◆ YOUR INSTRUCTIONS
From the entries, copy every line that carries the string "InboundMessage".

◆ RECORDS FOR PROCESSING
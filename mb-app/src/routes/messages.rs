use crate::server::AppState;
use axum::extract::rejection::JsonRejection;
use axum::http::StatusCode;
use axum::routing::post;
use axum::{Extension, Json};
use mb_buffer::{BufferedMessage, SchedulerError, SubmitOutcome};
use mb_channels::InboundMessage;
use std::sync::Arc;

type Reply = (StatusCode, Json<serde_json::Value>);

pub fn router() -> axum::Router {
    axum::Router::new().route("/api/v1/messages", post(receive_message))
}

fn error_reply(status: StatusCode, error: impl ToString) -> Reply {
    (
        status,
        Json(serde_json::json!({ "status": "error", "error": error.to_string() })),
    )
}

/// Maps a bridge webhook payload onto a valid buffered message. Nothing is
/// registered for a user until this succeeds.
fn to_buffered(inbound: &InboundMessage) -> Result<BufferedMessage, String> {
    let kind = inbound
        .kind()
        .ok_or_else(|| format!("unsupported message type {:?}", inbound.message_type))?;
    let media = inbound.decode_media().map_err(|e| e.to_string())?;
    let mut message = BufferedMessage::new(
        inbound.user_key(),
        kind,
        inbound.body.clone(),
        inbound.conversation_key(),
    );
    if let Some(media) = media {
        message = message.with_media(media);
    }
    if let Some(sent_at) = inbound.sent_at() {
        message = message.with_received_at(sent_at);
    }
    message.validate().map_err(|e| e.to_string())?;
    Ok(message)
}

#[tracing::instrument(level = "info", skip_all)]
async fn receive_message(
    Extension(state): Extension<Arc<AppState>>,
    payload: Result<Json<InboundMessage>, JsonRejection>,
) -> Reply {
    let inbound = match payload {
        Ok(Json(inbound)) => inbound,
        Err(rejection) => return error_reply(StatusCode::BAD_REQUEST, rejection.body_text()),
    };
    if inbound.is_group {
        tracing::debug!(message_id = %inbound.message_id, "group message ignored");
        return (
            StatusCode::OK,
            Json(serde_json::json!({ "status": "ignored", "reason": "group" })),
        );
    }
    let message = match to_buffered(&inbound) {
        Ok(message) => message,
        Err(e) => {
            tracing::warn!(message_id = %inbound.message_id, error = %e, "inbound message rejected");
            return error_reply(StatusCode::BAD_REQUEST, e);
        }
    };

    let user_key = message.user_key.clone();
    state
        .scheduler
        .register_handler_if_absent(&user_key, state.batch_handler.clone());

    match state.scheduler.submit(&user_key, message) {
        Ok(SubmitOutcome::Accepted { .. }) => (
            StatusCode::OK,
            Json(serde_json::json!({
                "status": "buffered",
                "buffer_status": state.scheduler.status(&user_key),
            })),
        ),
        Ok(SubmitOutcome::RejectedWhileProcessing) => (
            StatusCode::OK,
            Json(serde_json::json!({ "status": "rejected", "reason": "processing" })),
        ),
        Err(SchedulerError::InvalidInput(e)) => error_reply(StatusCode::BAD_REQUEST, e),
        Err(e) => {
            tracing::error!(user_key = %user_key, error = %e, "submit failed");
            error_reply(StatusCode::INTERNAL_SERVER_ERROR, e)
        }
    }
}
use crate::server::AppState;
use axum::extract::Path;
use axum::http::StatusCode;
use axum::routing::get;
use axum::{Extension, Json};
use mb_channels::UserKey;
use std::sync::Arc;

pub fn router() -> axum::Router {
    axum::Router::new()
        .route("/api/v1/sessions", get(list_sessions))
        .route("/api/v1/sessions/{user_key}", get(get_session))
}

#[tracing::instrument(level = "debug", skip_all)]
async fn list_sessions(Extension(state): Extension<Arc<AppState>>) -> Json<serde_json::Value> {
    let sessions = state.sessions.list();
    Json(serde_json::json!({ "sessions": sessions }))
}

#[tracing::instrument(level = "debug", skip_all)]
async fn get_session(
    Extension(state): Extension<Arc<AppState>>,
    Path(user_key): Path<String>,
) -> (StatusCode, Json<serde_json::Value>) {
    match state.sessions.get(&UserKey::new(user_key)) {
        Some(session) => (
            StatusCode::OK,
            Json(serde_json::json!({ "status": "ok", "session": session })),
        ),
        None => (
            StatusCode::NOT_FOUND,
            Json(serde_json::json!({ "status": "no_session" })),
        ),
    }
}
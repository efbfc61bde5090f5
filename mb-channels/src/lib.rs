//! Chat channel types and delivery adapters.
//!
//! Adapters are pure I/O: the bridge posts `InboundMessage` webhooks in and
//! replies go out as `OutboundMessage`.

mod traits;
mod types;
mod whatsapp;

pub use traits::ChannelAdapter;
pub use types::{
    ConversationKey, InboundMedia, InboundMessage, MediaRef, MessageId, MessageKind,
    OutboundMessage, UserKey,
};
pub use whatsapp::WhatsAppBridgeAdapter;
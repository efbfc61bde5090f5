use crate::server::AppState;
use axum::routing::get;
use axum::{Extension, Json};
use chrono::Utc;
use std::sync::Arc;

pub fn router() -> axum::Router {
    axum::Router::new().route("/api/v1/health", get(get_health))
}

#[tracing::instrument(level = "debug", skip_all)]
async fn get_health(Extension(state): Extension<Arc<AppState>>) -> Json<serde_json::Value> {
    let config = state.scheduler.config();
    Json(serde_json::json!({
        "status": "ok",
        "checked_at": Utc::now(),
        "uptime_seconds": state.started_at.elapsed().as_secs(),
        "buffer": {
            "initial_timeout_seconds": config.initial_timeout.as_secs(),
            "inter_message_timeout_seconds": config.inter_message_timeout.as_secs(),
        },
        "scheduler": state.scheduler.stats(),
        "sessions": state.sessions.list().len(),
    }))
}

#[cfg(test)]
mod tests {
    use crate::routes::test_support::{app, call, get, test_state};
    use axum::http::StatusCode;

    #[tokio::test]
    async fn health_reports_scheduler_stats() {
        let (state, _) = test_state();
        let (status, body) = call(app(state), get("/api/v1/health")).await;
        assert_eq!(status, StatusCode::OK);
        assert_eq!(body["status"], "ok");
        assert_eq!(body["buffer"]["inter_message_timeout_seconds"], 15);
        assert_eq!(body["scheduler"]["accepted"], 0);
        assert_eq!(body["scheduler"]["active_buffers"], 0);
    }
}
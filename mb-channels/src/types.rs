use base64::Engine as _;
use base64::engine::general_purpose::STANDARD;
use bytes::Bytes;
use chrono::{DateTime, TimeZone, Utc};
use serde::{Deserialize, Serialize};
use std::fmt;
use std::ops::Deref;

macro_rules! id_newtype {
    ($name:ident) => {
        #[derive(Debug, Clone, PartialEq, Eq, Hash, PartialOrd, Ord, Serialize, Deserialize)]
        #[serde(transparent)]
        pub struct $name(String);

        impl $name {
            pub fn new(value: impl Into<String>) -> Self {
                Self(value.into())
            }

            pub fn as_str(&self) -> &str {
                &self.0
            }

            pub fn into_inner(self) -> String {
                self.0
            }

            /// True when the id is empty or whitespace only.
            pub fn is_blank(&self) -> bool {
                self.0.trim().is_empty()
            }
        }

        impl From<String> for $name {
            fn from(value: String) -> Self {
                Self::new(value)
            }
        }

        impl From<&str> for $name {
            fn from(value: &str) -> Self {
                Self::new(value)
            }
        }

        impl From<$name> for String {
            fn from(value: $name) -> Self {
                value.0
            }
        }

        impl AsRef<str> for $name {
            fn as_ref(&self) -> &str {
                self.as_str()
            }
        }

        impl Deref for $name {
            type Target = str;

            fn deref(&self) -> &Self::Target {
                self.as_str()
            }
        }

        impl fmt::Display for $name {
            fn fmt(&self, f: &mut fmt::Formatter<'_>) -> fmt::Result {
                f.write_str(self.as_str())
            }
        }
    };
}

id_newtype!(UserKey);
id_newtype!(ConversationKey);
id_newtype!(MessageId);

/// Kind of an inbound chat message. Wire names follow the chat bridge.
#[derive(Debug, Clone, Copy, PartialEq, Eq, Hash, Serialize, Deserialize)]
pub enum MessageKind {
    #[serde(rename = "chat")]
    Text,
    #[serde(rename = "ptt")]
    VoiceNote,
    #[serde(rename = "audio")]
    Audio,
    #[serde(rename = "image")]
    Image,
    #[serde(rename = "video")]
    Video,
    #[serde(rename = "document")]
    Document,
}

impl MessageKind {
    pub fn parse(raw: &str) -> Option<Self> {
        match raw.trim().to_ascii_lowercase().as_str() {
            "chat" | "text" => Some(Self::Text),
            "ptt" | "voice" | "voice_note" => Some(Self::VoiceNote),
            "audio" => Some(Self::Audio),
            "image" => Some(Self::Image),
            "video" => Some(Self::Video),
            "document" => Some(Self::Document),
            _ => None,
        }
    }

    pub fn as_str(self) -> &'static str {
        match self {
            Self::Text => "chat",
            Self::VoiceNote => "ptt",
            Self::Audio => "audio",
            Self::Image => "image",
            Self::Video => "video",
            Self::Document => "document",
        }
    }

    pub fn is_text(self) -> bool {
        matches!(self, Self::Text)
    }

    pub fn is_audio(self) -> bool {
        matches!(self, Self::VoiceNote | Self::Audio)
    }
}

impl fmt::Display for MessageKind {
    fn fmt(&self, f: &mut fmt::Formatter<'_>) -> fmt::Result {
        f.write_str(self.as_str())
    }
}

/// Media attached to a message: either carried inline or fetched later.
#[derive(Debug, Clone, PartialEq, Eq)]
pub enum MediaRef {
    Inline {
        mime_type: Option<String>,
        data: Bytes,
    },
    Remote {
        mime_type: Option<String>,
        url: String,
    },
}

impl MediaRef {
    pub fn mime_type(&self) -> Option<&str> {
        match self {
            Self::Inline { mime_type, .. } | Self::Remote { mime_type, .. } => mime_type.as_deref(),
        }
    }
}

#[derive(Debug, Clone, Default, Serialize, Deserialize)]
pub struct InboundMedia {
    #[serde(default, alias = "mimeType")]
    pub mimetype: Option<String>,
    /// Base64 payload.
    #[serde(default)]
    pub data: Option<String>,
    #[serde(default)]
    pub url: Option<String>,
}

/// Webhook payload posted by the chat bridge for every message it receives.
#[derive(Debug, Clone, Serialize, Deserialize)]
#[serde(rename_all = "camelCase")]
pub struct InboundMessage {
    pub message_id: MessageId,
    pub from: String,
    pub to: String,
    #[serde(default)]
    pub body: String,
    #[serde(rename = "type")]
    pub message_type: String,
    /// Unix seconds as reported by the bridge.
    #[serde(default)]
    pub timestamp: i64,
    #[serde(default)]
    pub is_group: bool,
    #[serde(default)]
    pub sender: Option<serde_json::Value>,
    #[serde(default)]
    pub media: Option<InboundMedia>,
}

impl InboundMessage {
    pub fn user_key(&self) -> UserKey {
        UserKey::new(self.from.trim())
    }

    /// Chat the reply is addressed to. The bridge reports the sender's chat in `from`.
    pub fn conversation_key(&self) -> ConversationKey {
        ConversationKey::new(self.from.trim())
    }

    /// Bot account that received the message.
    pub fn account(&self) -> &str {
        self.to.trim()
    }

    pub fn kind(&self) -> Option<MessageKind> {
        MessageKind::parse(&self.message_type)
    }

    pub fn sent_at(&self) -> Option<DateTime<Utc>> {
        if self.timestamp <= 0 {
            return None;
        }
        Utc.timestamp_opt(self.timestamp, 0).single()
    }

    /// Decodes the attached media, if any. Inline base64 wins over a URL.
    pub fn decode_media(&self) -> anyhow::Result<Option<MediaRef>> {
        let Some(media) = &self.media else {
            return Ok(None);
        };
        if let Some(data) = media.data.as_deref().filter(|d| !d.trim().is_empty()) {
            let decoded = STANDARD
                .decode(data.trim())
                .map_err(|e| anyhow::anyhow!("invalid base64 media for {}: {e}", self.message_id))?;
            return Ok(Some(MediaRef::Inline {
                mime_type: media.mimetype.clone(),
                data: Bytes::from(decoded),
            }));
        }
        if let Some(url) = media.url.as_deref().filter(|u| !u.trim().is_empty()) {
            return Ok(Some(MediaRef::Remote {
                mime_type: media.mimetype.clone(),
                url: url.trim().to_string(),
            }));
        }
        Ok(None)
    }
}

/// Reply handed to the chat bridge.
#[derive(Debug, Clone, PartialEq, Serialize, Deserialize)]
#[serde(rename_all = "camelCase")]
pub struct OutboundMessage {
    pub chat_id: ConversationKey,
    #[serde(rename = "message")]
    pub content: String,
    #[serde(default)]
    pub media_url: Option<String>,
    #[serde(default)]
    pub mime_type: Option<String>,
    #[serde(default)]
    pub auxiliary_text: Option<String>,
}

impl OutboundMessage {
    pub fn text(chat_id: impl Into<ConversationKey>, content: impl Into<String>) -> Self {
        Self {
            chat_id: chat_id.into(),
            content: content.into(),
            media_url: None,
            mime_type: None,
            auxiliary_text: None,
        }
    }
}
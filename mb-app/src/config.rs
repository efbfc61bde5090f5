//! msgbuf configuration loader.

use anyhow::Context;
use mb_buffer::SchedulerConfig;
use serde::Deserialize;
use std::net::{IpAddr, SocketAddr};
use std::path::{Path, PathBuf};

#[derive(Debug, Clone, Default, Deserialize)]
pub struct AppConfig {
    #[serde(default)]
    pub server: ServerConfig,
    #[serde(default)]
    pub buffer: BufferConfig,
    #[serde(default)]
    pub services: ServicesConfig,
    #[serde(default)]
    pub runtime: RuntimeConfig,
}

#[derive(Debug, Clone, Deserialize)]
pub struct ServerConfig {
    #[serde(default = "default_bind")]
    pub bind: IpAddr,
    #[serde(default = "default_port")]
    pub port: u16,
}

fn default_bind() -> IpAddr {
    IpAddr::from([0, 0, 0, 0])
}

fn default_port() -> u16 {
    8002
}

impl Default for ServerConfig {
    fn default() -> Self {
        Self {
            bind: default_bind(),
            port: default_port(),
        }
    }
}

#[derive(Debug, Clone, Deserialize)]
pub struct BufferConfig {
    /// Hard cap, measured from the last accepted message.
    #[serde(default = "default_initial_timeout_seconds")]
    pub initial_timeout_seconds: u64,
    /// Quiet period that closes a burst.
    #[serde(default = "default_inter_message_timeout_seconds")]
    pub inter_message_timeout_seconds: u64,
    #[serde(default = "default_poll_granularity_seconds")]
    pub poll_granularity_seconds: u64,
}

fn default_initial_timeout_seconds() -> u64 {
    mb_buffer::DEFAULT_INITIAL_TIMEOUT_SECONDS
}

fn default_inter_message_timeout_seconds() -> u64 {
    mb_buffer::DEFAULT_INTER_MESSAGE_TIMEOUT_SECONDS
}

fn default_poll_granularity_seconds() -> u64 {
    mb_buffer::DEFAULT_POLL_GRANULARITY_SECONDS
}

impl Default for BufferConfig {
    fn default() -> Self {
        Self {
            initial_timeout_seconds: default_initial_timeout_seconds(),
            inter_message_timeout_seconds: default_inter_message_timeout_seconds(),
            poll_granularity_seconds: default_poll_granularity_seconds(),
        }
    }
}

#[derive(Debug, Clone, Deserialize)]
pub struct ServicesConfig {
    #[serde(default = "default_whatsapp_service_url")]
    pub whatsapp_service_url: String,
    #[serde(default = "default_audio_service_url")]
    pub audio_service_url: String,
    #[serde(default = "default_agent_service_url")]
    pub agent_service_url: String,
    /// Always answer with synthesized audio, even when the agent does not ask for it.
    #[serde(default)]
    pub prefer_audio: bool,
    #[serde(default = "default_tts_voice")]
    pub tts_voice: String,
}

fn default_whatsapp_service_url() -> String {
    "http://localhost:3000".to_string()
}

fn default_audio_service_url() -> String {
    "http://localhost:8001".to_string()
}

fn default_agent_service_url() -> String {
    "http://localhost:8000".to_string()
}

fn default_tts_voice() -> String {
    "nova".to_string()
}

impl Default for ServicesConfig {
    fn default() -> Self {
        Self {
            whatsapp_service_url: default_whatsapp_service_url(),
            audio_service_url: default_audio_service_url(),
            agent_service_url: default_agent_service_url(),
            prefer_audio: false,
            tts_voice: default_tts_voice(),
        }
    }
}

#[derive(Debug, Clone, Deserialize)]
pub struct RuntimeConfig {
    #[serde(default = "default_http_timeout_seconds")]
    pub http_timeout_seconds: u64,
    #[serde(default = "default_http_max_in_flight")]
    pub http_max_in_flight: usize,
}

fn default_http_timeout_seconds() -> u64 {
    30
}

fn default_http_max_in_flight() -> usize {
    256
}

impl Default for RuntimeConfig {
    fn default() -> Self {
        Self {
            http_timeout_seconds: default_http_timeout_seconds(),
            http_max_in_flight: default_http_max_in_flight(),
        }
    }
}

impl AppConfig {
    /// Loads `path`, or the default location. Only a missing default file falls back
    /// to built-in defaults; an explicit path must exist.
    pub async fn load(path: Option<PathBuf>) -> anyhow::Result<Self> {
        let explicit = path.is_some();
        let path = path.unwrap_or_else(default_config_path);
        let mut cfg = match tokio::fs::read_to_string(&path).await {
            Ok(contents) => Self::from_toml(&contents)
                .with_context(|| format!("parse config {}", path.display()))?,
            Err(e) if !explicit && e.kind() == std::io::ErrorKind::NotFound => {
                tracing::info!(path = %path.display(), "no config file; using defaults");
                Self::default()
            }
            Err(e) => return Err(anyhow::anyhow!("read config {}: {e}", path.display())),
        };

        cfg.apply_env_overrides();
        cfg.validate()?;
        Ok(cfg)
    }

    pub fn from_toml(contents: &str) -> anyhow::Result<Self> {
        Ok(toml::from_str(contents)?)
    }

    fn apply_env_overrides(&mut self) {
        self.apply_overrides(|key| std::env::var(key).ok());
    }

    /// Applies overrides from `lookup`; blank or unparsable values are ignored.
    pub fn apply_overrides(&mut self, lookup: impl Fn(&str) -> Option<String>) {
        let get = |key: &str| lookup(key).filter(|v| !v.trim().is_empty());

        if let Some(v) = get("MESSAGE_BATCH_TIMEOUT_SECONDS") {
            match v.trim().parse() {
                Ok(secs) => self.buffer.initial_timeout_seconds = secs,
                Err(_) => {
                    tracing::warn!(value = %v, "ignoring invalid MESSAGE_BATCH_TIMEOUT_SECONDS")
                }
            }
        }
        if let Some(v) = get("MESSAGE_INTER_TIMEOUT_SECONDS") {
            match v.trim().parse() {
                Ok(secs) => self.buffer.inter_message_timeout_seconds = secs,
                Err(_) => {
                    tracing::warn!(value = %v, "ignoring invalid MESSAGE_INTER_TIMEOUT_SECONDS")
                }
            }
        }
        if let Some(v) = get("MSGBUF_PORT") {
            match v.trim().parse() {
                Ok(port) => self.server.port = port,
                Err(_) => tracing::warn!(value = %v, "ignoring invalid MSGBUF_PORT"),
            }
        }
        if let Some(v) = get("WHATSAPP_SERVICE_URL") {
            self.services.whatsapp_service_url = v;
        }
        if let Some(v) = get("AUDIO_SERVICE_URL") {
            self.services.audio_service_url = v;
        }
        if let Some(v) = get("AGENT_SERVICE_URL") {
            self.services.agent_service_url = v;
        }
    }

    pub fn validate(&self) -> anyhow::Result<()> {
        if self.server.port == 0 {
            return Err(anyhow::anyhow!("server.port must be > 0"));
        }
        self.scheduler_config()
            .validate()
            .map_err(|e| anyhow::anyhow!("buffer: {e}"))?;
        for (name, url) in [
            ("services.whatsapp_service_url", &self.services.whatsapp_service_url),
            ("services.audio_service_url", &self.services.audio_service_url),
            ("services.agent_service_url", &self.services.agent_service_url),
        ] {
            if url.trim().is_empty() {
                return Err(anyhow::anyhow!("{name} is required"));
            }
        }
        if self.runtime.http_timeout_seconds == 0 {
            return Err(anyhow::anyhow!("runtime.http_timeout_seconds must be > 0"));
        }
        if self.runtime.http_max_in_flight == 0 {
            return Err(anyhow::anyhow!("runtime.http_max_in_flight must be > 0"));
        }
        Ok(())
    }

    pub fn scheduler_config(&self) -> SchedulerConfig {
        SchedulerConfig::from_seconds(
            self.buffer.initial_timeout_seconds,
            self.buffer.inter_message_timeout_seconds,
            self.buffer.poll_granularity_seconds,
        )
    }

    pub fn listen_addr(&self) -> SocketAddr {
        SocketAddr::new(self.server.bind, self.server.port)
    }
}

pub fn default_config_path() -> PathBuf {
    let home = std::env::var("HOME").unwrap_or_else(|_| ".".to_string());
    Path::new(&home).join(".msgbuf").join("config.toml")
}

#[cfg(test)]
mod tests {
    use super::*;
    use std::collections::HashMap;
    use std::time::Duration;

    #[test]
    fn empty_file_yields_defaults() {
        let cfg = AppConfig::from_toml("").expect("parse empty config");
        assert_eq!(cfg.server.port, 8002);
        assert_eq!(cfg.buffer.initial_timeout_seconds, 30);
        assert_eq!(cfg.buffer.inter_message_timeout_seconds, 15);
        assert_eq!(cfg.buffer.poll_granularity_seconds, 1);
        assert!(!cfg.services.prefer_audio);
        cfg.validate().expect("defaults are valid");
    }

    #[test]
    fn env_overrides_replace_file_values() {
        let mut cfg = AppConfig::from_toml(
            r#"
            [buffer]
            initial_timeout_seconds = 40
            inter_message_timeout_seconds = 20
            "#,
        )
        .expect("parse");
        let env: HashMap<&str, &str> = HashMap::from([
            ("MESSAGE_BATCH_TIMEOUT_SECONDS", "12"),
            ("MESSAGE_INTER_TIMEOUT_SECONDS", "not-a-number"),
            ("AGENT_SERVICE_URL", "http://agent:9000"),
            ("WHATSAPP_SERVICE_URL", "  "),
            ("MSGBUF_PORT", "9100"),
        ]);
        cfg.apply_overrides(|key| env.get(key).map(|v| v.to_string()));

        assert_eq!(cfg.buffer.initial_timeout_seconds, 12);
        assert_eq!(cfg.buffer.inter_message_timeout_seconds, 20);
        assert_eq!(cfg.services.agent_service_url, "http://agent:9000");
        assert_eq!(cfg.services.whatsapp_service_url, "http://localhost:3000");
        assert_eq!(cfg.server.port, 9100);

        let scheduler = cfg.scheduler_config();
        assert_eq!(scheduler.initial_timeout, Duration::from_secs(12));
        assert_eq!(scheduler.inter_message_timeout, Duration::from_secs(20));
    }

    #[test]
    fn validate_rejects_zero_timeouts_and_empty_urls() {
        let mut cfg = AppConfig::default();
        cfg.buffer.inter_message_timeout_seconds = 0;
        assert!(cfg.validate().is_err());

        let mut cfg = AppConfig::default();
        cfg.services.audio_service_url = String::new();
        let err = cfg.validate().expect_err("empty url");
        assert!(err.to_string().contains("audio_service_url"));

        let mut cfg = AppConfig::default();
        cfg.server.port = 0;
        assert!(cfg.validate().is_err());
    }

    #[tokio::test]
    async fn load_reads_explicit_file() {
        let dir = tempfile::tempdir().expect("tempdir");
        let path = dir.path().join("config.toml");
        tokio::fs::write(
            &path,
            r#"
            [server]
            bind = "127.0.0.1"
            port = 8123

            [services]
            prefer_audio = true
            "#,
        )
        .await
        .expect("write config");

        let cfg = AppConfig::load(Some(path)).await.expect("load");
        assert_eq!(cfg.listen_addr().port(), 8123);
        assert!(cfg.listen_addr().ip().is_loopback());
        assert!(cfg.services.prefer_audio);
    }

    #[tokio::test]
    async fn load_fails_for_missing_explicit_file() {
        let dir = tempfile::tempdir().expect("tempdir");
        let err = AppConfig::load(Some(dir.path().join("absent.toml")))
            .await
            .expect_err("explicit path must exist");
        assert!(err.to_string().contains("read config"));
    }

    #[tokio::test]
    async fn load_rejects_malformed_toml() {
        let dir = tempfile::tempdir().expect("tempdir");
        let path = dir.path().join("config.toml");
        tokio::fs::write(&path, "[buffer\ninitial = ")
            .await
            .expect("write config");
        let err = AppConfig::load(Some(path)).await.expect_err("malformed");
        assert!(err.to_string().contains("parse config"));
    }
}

◆ ANSWER FOR THIS EXERCISE
use mb_channels::InboundMessage;
fn to_buffered(inbound: &InboundMessage) -> Result<BufferedMessage, String> {
    payload: Result<Json<InboundMessage>, JsonRejection>,
//! Adapters are pure I/O: the bridge posts `InboundMessage` webhooks in and
    ConversationKey, InboundMedia, InboundMessage, MediaRef, MessageId, MessageKind,
pub struct InboundMessage {
impl InboundMessage {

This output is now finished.